> _Directions for this task_
Show all lines from the records below in which the string "dims" is present.

=== Data records ===

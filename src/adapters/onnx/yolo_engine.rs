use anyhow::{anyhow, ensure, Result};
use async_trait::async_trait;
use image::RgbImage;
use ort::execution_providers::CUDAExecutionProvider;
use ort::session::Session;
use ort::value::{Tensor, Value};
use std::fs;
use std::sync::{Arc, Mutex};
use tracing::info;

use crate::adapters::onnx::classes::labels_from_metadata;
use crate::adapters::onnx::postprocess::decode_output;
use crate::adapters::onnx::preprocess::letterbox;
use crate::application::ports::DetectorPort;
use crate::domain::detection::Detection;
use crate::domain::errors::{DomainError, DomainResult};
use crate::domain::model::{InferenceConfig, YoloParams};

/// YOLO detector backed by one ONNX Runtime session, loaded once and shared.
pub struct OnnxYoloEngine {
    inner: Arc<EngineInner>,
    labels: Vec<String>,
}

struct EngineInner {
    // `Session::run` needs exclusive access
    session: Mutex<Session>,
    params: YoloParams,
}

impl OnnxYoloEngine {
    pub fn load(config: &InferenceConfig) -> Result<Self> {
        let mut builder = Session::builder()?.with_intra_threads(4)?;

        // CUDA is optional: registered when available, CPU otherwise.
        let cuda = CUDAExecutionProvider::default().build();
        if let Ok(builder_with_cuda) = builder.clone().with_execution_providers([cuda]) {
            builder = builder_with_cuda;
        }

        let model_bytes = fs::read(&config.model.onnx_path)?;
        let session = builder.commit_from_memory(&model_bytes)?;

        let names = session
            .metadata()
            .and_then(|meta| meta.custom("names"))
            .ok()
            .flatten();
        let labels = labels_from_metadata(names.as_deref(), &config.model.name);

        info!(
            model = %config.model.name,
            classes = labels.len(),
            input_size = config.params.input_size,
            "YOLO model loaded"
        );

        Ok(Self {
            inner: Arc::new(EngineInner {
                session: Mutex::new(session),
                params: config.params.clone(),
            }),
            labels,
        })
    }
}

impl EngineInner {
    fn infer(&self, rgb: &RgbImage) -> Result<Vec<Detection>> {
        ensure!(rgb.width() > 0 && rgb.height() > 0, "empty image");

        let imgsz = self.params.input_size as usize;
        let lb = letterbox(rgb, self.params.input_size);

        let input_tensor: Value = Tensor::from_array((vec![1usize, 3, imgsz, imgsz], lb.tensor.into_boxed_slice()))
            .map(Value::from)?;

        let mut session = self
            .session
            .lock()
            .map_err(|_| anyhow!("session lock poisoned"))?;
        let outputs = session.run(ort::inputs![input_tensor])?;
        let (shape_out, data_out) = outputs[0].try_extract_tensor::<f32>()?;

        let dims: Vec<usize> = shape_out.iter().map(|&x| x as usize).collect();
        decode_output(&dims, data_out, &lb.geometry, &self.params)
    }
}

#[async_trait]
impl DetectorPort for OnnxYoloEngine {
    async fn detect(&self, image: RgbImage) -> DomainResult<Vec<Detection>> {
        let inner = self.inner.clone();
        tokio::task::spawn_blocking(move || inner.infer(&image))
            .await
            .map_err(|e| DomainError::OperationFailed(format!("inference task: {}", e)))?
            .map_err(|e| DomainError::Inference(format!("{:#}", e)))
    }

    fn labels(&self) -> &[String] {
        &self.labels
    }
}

===

> _Problem solution_
        let dims: Vec<usize> = shape_out.iter().map(|&x| x as usize).collect();
        decode_output(&dims, data_out, &lb.geometry, &self.params)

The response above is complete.